- INPUT DATA:
use std::sync::Arc;
use std::time::Duration;

use async_trait::async_trait;
use secrecy::{ExposeSecret, SecretString};
use serde::{Deserialize, Serialize};
use thiserror::Error;

use innkeep_core::config::{LlmConfig, LlmProvider};

const OPENAI_BASE_URL: &str = "https://api.openai.com/v1";

#[derive(Debug, Error)]
pub enum LlmError {
    #[error("generation timed out after {0:?}")]
    Timeout(Duration),
    #[error("generation request failed: {0}")]
    Request(String),
    #[error("generation returned no text")]
    EmptyResponse,
    #[error("text generation is disabled")]
    Disabled,
}

/// Text generation capability. Only ever used for free-form answers; prices, dates and
/// booking state never come from here.
#[async_trait]
pub trait LlmClient: Send + Sync {
    async fn generate(&self, prompt: &str) -> Result<String, LlmError>;
}

/// Runs `generate` under a deadline so a slow provider only costs the current turn its
/// generated text.
pub async fn generate_with_timeout(
    client: &dyn LlmClient,
    prompt: &str,
    timeout: Duration,
) -> Result<String, LlmError> {
    match tokio::time::timeout(timeout, client.generate(prompt)).await {
        Ok(result) => result,
        Err(_) => Err(LlmError::Timeout(timeout)),
    }
}

#[derive(Clone, Copy, Debug, Default)]
pub struct DisabledLlm;

#[async_trait]
impl LlmClient for DisabledLlm {
    async fn generate(&self, _prompt: &str) -> Result<String, LlmError> {
        Err(LlmError::Disabled)
    }
}

/// Chat-completions client for OpenAI and for Ollama's OpenAI-compatible endpoint.
pub struct OpenAiCompatibleClient {
    http: reqwest::Client,
    base_url: String,
    model: String,
    api_key: Option<SecretString>,
    max_retries: u32,
}

#[derive(Serialize)]
struct ChatRequest<'a> {
    model: &'a str,
    messages: Vec<ChatMessage<'a>>,
    temperature: f32,
}

#[derive(Serialize)]
struct ChatMessage<'a> {
    role: &'a str,
    content: &'a str,
}

#[derive(Deserialize)]
struct ChatResponse {
    choices: Vec<ChatChoice>,
}

#[derive(Deserialize)]
struct ChatChoice {
    message: ChatChoiceMessage,
}

#[derive(Deserialize)]
struct ChatChoiceMessage {
    content: Option<String>,
}

impl OpenAiCompatibleClient {
    pub fn new(
        base_url: impl Into<String>,
        model: impl Into<String>,
        api_key: Option<SecretString>,
        max_retries: u32,
    ) -> Self {
        Self {
            http: reqwest::Client::new(),
            base_url: base_url.into().trim_end_matches('/').to_string(),
            model: model.into(),
            api_key,
            max_retries,
        }
    }

    async fn send_once(&self, prompt: &str) -> Result<String, LlmError> {
        let request = ChatRequest {
            model: &self.model,
            messages: vec![ChatMessage { role: "user", content: prompt }],
            temperature: 0.2,
        };

        let mut builder =
            self.http.post(format!("{}/chat/completions", self.base_url)).json(&request);
        if let Some(api_key) = &self.api_key {
            builder = builder.bearer_auth(api_key.expose_secret());
        }

        let response =
            builder.send().await.map_err(|error| LlmError::Request(error.to_string()))?;
        if !response.status().is_success() {
            return Err(LlmError::Request(format!(
                "completion endpoint returned {}",
                response.status()
            )));
        }

        let body: ChatResponse = response.json().await.map_err(|error| {
            LlmError::Request(format!("failed to decode completion response: {error}"))
        })?;
        body.choices
            .into_iter()
            .next()
            .and_then(|choice| choice.message.content)
            .map(|content| content.trim().to_string())
            .filter(|content| !content.is_empty())
            .ok_or(LlmError::EmptyResponse)
    }
}

#[async_trait]
impl LlmClient for OpenAiCompatibleClient {
    async fn generate(&self, prompt: &str) -> Result<String, LlmError> {
        let mut attempt = 0;
        loop {
            match self.send_once(prompt).await {
                Ok(text) => return Ok(text),
                Err(LlmError::Request(message)) if attempt < self.max_retries => {
                    attempt += 1;
                    tracing::debug!(
                        event_name = "llm.request.retry",
                        attempt,
                        error = %message,
                        "retrying completion request"
                    );
                }
                Err(error) => return Err(error),
            }
        }
    }
}

pub fn client_from_config(config: &LlmConfig) -> Arc<dyn LlmClient> {
    match config.provider {
        LlmProvider::Disabled => Arc::new(DisabledLlm),
        LlmProvider::OpenAi => Arc::new(OpenAiCompatibleClient::new(
            config.base_url.clone().unwrap_or_else(|| OPENAI_BASE_URL.to_string()),
            config.model.clone(),
            config.api_key.clone(),
            config.max_retries,
        )),
        LlmProvider::Ollama => {
            let base_url = config.base_url.clone().unwrap_or_default();
            Arc::new(OpenAiCompatibleClient::new(
                format!("{}/v1", base_url.trim_end_matches('/')),
                config.model.clone(),
                None,
                config.max_retries,
            ))
        }
    }
}

#[cfg(test)]
mod tests {
    use std::time::Duration;

    use async_trait::async_trait;

    use super::{generate_with_timeout, DisabledLlm, LlmClient, LlmError};

    struct SlowLlm;

    #[async_trait]
    impl LlmClient for SlowLlm {
        async fn generate(&self, _prompt: &str) -> Result<String, LlmError> {
            tokio::time::sleep(Duration::from_secs(5)).await;
            Ok("too late".to_string())
        }
    }

    #[tokio::test]
    async fn slow_generation_times_out() {
        let result = generate_with_timeout(&SlowLlm, "hello", Duration::from_millis(20)).await;
        assert!(matches!(result, Err(LlmError::Timeout(_))));
    }

    #[tokio::test]
    async fn disabled_client_never_generates() {
        let result = generate_with_timeout(&DisabledLlm, "hello", Duration::from_secs(1)).await;
        assert!(matches!(result, Err(LlmError::Disabled)));
    }
}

- DIRECTIONS: Set down the listing above in full, please, exactly as it appears.

- RESULT BELOW:
use std::sync::Arc;
use std::time::Duration;

use async_trait::async_trait;
use secrecy::{ExposeSecret, SecretString};
use serde::{Deserialize, Serialize};
use thiserror::Error;

use innkeep_core::config::{LlmConfig, LlmProvider};

const OPENAI_BASE_URL: &str = "https://api.openai.com/v1";

#[derive(Debug, Error)]
pub enum LlmError {
    #[error("generation timed out after {0:?}")]
    Timeout(Duration),
    #[error("generation request failed: {0}")]
    Request(String),
    #[error("generation returned no text")]
    EmptyResponse,
    #[error("text generation is disabled")]
    Disabled,
}

/// Text generation capability. Only ever used for free-form answers; prices, dates and
/// booking state never come from here.
#[async_trait]
pub trait LlmClient: Send + Sync {
    async fn generate(&self, prompt: &str) -> Result<String, LlmError>;
}

/// Runs `generate` under a deadline so a slow provider only costs the current turn its
/// generated text.
pub async fn generate_with_timeout(
    client: &dyn LlmClient,
    prompt: &str,
    timeout: Duration,
) -> Result<String, LlmError> {
    match tokio::time::timeout(timeout, client.generate(prompt)).await {
        Ok(result) => result,
        Err(_) => Err(LlmError::Timeout(timeout)),
    }
}

#[derive(Clone, Copy, Debug, Default)]
pub struct DisabledLlm;

#[async_trait]
impl LlmClient for DisabledLlm {
    async fn generate(&self, _prompt: &str) -> Result<String, LlmError> {
        Err(LlmError::Disabled)
    }
}

/// Chat-completions client for OpenAI and for Ollama's OpenAI-compatible endpoint.
pub struct OpenAiCompatibleClient {
    http: reqwest::Client,
    base_url: String,
    model: String,
    api_key: Option<SecretString>,
    max_retries: u32,
}

#[derive(Serialize)]
struct ChatRequest<'a> {
    model: &'a str,
    messages: Vec<ChatMessage<'a>>,
    temperature: f32,
}

#[derive(Serialize)]
struct ChatMessage<'a> {
    role: &'a str,
    content: &'a str,
}

#[derive(Deserialize)]
struct ChatResponse {
    choices: Vec<ChatChoice>,
}

#[derive(Deserialize)]
struct ChatChoice {
    message: ChatChoiceMessage,
}

#[derive(Deserialize)]
struct ChatChoiceMessage {
    content: Option<String>,
}

impl OpenAiCompatibleClient {
    pub fn new(
        base_url: impl Into<String>,
        model: impl Into<String>,
        api_key: Option<SecretString>,
        max_retries: u32,
    ) -> Self {
        Self {
            http: reqwest::Client::new(),
            base_url: base_url.into().trim_end_matches('/').to_string(),
            model: model.into(),
            api_key,
            max_retries,
        }
    }

    async fn send_once(&self, prompt: &str) -> Result<String, LlmError> {
        let request = ChatRequest {
            model: &self.model,
            messages: vec![ChatMessage { role: "user", content: prompt }],
            temperature: 0.2,
        };

        let mut builder =
            self.http.post(format!("{}/chat/completions", self.base_url)).json(&request);
        if let Some(api_key) = &self.api_key {
            builder = builder.bearer_auth(api_key.expose_secret());
        }

        let response =
            builder.send().await.map_err(|error| LlmError::Request(error.to_string()))?;
        if !response.status().is_success() {
            return Err(LlmError::Request(format!(
                "completion endpoint returned {}",
                response.status()
            )));
        }

        let body: ChatResponse = response.json().await.map_err(|error| {
            LlmError::Request(format!("failed to decode completion response: {error}"))
        })?;
        body.choices
            .into_iter()
            .next()
            .and_then(|choice| choice.message.content)
            .map(|content| content.trim().to_string())
            .filter(|content| !content.is_empty())
            .ok_or(LlmError::EmptyResponse)
    }
}

#[async_trait]
impl LlmClient for OpenAiCompatibleClient {
    async fn generate(&self, prompt: &str) -> Result<String, LlmError> {
        let mut attempt = 0;
        loop {
            match self.send_once(prompt).await {
                Ok(text) => return Ok(text),
                Err(LlmError::Request(message)) if attempt < self.max_retries => {
                    attempt += 1;
                    tracing::debug!(
                        event_name = "llm.request.retry",
                        attempt,
                        error = %message,
                        "retrying completion request"
                    );
                }
                Err(error) => return Err(error),
            }
        }
    }
}

pub fn client_from_config(config: &LlmConfig) -> Arc<dyn LlmClient> {
    match config.provider {
        LlmProvider::Disabled => Arc::new(DisabledLlm),
        LlmProvider::OpenAi => Arc::new(OpenAiCompatibleClient::new(
            config.base_url.clone().unwrap_or_else(|| OPENAI_BASE_URL.to_string()),
            config.model.clone(),
            config.api_key.clone(),
            config.max_retries,
        )),
        LlmProvider::Ollama => {
            let base_url = config.base_url.clone().unwrap_or_default();
            Arc::new(OpenAiCompatibleClient::new(
                format!("{}/v1", base_url.trim_end_matches('/')),
                config.model.clone(),
                None,
                config.max_retries,
            ))
        }
    }
}

#[cfg(test)]
mod tests {
    use std::time::Duration;

    use async_trait::async_trait;

    use super::{generate_with_timeout, DisabledLlm, LlmClient, LlmError};

    struct SlowLlm;

    #[async_trait]
    impl LlmClient for SlowLlm {
        async fn generate(&self, _prompt: &str) -> Result<String, LlmError> {
            tokio::time::sleep(Duration::from_secs(5)).await;
            Ok("too late".to_string())
        }
    }

    #[tokio::test]
    async fn slow_generation_times_out() {
        let result = generate_with_timeout(&SlowLlm, "hello", Duration::from_millis(20)).await;
        assert!(matches!(result, Err(LlmError::Timeout(_))));
    }

    #[tokio::test]
    async fn disabled_client_never_generates() {
        let result = generate_with_timeout(&DisabledLlm, "hello", Duration::from_secs(1)).await;
        assert!(matches!(result, Err(LlmError::Disabled)));
    }
}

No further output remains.